Instructions to follow
Your answer must be every line of the data that holds the string "total".

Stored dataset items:
++++++
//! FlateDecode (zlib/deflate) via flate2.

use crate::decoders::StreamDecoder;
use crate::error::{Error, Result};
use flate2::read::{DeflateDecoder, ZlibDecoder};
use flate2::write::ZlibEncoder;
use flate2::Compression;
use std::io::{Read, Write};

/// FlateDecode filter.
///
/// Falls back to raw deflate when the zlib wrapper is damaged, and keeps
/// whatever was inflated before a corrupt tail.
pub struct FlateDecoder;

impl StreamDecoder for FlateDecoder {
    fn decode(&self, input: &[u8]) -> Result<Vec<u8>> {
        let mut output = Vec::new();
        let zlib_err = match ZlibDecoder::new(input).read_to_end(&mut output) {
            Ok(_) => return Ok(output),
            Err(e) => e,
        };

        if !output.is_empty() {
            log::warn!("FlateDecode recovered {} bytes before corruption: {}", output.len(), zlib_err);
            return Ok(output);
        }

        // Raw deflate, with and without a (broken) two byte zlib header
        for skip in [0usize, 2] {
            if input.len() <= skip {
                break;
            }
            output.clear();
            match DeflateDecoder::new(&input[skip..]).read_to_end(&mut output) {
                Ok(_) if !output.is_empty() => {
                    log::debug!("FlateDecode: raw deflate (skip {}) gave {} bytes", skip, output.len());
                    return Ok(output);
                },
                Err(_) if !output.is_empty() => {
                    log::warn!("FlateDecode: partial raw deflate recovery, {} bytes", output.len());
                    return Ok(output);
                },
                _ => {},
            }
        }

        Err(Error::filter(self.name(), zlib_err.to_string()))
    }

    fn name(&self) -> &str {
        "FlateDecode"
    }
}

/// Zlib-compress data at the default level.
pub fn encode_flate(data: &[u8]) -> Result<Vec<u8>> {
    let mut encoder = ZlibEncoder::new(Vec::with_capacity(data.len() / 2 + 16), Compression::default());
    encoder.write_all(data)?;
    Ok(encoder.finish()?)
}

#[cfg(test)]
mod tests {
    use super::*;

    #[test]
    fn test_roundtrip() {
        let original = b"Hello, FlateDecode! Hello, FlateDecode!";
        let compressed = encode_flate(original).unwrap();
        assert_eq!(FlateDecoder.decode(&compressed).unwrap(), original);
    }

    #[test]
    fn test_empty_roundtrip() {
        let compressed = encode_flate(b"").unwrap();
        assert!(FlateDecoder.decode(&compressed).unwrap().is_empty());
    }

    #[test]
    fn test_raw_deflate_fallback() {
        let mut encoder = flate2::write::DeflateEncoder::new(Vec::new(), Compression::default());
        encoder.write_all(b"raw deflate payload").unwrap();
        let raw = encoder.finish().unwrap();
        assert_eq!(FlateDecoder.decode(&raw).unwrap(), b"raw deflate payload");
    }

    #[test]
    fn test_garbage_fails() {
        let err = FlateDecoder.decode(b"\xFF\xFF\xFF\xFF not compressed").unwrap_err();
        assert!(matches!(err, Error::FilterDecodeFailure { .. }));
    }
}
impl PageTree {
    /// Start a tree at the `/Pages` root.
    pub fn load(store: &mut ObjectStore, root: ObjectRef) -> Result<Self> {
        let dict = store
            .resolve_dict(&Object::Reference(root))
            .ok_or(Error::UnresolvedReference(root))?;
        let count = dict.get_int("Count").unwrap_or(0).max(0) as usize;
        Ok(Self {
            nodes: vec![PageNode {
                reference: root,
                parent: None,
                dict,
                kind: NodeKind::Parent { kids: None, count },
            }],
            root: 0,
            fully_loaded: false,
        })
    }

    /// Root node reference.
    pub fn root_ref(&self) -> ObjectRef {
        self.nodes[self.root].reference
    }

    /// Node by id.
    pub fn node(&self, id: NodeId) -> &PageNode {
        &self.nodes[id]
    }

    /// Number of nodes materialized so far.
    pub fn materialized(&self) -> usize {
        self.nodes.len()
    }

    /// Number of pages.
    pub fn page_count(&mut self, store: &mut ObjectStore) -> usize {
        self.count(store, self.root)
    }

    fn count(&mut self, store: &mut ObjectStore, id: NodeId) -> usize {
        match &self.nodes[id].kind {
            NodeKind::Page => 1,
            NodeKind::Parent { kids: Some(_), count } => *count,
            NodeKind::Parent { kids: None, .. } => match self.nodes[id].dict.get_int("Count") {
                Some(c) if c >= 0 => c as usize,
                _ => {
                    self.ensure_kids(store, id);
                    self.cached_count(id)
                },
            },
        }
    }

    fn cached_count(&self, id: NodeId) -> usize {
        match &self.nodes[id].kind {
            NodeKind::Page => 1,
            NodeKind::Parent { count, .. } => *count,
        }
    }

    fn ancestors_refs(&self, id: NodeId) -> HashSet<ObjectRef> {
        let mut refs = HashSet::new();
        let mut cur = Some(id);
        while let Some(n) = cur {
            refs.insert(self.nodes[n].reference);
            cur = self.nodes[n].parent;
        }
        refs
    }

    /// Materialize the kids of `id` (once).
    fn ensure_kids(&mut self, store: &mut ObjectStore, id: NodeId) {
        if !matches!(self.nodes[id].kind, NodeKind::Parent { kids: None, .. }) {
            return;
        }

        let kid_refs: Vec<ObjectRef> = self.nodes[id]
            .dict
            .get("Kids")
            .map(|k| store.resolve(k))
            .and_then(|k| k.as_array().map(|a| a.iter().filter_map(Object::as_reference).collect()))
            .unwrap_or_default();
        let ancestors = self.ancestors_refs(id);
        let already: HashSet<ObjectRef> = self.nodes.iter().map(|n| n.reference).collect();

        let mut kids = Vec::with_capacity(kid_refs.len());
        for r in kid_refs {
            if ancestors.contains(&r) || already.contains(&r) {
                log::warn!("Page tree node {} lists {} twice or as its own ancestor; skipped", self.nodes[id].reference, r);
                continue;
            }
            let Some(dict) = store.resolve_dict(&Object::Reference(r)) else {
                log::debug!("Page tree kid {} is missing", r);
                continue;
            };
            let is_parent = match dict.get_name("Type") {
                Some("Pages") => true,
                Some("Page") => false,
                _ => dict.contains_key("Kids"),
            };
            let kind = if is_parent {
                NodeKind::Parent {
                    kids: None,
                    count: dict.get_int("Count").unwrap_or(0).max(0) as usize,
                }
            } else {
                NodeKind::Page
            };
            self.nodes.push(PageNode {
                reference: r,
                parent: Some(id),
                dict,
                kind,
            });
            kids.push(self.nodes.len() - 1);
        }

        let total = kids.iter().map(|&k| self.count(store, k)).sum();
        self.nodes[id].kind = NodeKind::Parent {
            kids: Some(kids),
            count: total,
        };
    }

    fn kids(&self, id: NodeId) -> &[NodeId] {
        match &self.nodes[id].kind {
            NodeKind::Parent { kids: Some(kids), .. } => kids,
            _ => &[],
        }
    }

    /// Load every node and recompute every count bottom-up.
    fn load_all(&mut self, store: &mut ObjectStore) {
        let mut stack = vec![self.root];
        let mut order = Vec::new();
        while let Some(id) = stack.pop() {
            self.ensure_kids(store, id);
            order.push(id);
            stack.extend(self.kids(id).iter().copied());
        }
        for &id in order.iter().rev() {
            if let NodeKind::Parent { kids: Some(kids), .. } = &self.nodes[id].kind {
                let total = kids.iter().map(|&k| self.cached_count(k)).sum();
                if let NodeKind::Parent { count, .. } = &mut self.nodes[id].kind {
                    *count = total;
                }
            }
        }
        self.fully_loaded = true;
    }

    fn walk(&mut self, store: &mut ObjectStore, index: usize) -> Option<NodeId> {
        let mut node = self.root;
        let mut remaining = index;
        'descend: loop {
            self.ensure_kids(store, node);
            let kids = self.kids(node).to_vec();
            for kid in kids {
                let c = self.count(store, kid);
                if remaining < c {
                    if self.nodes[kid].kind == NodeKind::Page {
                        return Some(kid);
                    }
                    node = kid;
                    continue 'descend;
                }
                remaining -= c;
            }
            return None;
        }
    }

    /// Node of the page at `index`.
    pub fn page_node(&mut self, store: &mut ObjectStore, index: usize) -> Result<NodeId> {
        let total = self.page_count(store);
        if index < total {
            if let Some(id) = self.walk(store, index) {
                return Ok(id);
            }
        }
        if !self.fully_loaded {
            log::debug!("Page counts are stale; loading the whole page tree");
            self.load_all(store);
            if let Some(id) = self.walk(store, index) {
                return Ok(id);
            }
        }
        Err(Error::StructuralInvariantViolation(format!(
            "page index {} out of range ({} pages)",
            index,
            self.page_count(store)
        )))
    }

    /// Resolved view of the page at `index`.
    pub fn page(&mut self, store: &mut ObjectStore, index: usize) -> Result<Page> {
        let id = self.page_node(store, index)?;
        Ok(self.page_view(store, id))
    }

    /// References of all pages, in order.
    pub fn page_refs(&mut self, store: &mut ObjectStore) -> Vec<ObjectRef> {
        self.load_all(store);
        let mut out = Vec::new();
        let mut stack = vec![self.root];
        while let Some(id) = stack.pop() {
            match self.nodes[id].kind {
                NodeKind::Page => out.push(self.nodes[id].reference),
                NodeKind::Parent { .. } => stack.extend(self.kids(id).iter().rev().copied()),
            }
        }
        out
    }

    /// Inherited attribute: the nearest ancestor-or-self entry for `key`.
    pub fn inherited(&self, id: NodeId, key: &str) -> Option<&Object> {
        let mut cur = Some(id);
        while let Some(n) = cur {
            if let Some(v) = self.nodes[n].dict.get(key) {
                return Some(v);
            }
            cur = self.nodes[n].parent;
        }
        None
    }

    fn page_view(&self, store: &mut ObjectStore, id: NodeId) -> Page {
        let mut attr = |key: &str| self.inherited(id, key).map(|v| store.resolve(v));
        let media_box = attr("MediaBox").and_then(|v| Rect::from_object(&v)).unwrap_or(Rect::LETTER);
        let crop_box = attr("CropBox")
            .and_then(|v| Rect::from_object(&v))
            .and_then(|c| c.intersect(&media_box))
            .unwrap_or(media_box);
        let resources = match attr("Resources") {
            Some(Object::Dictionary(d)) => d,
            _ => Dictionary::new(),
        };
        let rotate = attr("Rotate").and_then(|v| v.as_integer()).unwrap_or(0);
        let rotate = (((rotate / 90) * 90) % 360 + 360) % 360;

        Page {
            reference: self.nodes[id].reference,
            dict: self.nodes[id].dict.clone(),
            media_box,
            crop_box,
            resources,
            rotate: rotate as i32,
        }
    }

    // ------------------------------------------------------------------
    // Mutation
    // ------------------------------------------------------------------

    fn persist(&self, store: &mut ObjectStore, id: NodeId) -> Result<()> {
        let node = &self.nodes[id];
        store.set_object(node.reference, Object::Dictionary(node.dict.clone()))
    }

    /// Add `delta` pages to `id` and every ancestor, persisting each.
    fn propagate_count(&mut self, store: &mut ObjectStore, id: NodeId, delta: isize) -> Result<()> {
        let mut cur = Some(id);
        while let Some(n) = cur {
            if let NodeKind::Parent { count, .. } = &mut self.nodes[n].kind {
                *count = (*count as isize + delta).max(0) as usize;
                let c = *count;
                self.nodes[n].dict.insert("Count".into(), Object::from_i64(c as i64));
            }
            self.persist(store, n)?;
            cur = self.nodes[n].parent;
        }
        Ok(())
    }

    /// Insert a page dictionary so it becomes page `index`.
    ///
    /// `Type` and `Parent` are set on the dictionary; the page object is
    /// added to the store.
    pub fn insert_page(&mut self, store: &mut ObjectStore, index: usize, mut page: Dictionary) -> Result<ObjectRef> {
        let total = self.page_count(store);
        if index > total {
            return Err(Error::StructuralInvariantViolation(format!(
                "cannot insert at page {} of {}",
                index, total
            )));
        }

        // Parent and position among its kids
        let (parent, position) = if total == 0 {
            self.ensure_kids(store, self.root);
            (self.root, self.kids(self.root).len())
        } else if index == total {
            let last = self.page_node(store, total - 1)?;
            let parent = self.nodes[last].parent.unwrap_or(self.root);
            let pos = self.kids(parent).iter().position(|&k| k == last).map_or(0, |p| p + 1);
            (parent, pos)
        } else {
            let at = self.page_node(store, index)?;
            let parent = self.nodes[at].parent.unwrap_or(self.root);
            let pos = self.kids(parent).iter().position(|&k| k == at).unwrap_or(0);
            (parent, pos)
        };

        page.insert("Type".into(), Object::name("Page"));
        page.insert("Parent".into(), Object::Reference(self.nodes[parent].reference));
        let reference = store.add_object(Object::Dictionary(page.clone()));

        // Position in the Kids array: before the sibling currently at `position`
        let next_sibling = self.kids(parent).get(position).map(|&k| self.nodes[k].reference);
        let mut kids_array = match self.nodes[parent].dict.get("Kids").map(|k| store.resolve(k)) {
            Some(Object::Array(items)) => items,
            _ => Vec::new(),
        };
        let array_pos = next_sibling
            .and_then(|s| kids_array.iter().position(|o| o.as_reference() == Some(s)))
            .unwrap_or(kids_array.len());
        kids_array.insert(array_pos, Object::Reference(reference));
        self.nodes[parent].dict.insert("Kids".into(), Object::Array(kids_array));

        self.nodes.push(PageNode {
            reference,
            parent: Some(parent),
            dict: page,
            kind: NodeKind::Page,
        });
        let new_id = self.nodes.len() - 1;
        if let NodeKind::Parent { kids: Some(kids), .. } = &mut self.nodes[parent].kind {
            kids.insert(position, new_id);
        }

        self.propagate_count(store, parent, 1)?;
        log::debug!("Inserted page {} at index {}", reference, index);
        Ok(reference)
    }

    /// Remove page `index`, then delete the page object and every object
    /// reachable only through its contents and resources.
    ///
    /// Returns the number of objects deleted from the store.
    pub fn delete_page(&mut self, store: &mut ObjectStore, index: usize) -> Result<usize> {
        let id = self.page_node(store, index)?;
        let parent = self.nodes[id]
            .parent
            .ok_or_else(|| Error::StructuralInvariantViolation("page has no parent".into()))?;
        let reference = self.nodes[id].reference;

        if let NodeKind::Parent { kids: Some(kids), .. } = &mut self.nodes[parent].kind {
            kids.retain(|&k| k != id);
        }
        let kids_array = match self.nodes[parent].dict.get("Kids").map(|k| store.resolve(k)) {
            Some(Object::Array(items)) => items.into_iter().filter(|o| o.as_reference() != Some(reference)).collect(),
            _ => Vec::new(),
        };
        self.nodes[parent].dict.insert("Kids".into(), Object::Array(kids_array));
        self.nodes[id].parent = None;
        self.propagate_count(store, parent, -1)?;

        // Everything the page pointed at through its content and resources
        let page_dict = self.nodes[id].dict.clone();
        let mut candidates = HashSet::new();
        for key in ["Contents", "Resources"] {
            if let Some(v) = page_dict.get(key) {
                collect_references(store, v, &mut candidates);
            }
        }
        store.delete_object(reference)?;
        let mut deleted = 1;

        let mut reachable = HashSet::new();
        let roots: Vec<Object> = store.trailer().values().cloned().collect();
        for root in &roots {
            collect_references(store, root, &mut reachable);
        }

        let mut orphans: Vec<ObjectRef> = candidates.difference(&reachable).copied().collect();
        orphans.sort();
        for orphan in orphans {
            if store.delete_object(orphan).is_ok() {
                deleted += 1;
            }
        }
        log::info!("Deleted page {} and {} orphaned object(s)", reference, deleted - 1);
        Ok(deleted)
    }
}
++++++
Written response
        let total = kids.iter().map(|&k| self.count(store, k)).sum();
            count: total,
                let total = kids.iter().map(|&k| self.cached_count(k)).sum();
                    *count = total;
        let total = self.page_count(store);
        if index < total {
        let total = self.page_count(store);
        if index > total {
                index, total
        let (parent, position) = if total == 0 {
        } else if index == total {
            let last = self.page_node(store, total - 1)?;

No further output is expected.